Its announcement video had racked up nearly 100,000 views by the end of the weekend, and although Baker did not express his thoughts on the war, many controversial opinions were expressed among the 1,500 comments on the video. Facebook.

“I think maybe you know Ukraine is NWO [New World Order] deep state agent, used to perpetuate destabilization for their reset,” Russell offered. “The US and NATO, not Putin, are the agitators who want war to fuel the military-industrial complex,” Cindy wrote, receiving over a hundred all-positive reactions from other viewers.

Elly wanted to make sure Baker and other viewers knew what to make of the Russian leader in all of this: “I really don’t think Putin is bad. I think it’s just presented as such by the media/governments. Looks like he’s standing up to the elites. It was a position met with about 125 positive reactions.

Many viewers, seemingly unfamiliar with Ukrainian geography, felt its 12-minute live stream was, on its own, enough to demystify the media narrative of the war. “Wow doesn’t look like a war-torn country,” Denis said, of the well-lit cobblestone streets and local nightlife. Margo was also struck by the lack of tanks and bombed buildings: “It makes you wonder if there is a real war in Ukraine.

In his second major livestream from the city, Baker reported that “private police” followed them and ordered them not to film (although they still appeared to be filming) due to martial law. She marveled at the presence of high fashion stores, hairdressers, nail salons and an Italian restaurant, before revealing that despite having booked train tickets to travel to Kyiv, a much more affected city , they had chosen to miss their trip because they (reasonably) felt that the city was currently too dangerous.
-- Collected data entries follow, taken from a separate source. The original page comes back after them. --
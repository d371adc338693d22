//! Persistence seam. Handlers and services only see `Arc<dyn OfferStore>`.
//!
//! Documents (templates, company policies, offers) are stored whole; the
//! engine never reads from the store directly.

#[cfg(test)]
pub mod memory;
pub mod postgres;

use async_trait::async_trait;
use uuid::Uuid;

use crate::errors::AppError;
use crate::models::company::CompanyPolicy;
use crate::models::offer::GeneratedOffer;
use crate::models::template::Template;

#[async_trait]
pub trait OfferStore: Send + Sync {
    async fn insert_template(&self, template: &Template) -> Result<(), AppError>;

    async fn fetch_template(&self, id: Uuid) -> Result<Option<Template>, AppError>;

    /// Persists `template` only if the stored row is still at `expected_version`.
    /// A concurrent writer that got there first yields `AppError::Conflict`.
    async fn save_template(&self, template: &Template, expected_version: i32)
        -> Result<(), AppError>;

    async fn upsert_company(&self, id: Uuid, policy: &CompanyPolicy) -> Result<(), AppError>;

    async fn fetch_company(&self, id: Uuid) -> Result<Option<CompanyPolicy>, AppError>;

    async fn insert_offer(&self, offer: &GeneratedOffer) -> Result<(), AppError>;

    async fn fetch_offer(&self, id: Uuid) -> Result<Option<GeneratedOffer>, AppError>;

    async fn update_offer(&self, offer: &GeneratedOffer) -> Result<(), AppError>;
}
use anyhow::{Context, Result};

use crate::models::template::DEFAULT_MAX_VERSIONS;

/// Application configuration loaded from environment variables.
/// Startup fails if required variables are missing.
#[derive(Debug, Clone)]
pub struct Config {
    pub database_url: String,
    pub redis_url: String,
    pub s3_bucket: String,
    pub s3_endpoint: String,
    pub aws_access_key_id: String,
    pub aws_secret_access_key: String,
    pub port: u16,
    pub rust_log: String,
    /// Snapshots kept per template unless the template sets its own cap.
    pub template_max_versions: usize,
    /// Validity window applied when an offer is sent and the company sets none.
    pub offer_validity_days: i64,
    pub dispatch_queue: String,
}

impl Config {
    pub fn from_env() -> Result<Self> {
        dotenvy::dotenv().ok(); // load .env if present; ignore if missing

        Ok(Config {
            database_url: require_env("DATABASE_URL")?,
            redis_url: require_env("REDIS_URL")?,
            s3_bucket: require_env("S3_BUCKET")?,
            s3_endpoint: require_env("S3_ENDPOINT")?,
            aws_access_key_id: require_env("AWS_ACCESS_KEY_ID")?,
            aws_secret_access_key: require_env("AWS_SECRET_ACCESS_KEY")?,
            port: std::env::var("PORT")
                .unwrap_or_else(|_| "8080".to_string())
                .parse::<u16>()
                .context("PORT must be a valid port number")?,
            rust_log: std::env::var("RUST_LOG").unwrap_or_else(|_| "info".to_string()),
            template_max_versions: optional_env("TEMPLATE_MAX_VERSIONS", DEFAULT_MAX_VERSIONS)?,
            offer_validity_days: optional_env("OFFER_VALIDITY_DAYS", 30)?,
            dispatch_queue: std::env::var("DISPATCH_QUEUE")
                .unwrap_or_else(|_| "offer_dispatch_jobs".to_string()),
        })
    }
}

fn require_env(key: &str) -> Result<String> {
    std::env::var(key).with_context(|| format!("Required environment variable '{key}' is not set"))
}

fn optional_env<T>(key: &str, default: T) -> Result<T>
where
    T: std::str::FromStr,
    T::Err: std::error::Error + Send + Sync + 'static,
{
    match std::env::var(key) {
        Ok(raw) => raw
            .trim()
            .parse::<T>()
            .with_context(|| format!("Environment variable '{key}' has an invalid value '{raw}'")),
        Err(_) => Ok(default),
    }
}

#[cfg(test)]
impl Config {
    /// Fixed configuration for service tests; no environment access.
    pub fn for_tests() -> Self {
        Config {
            database_url: "postgres://localhost/offers_test".to_string(),
            redis_url: "redis://localhost".to_string(),
            s3_bucket: "offers-test".to_string(),
            s3_endpoint: "http://localhost:9000".to_string(),
            aws_access_key_id: "test".to_string(),
            aws_secret_access_key: "test".to_string(),
            port: 0,
            rust_log: "debug".to_string(),
            template_max_versions: DEFAULT_MAX_VERSIONS,
            offer_validity_days: 30,
            dispatch_queue: "offer_dispatch_jobs".to_string(),
        }
    }
}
Although we don’t really know Baker’s views on the war and its participants, it is widely held among those who remain active in the many channels that have formed the online core of parliamentary protest that the war is not not as presented, and in many cases that Russia is the “good guy” in the conflict. Many who have followed Baker since the Occupy share this view and apparently expect her to uncover a truth that the mainstream media apparently hides.

So far, it seems likely that we won’t know how Baker views and chooses to portray the war until it’s safely out of the country.

Dylan Reeve is the author of Fake Believe: Conspiracy Theories in Aotearoa (Upstart Press, $39.99), which can be ordered from Unity Books Auckland and Wellington.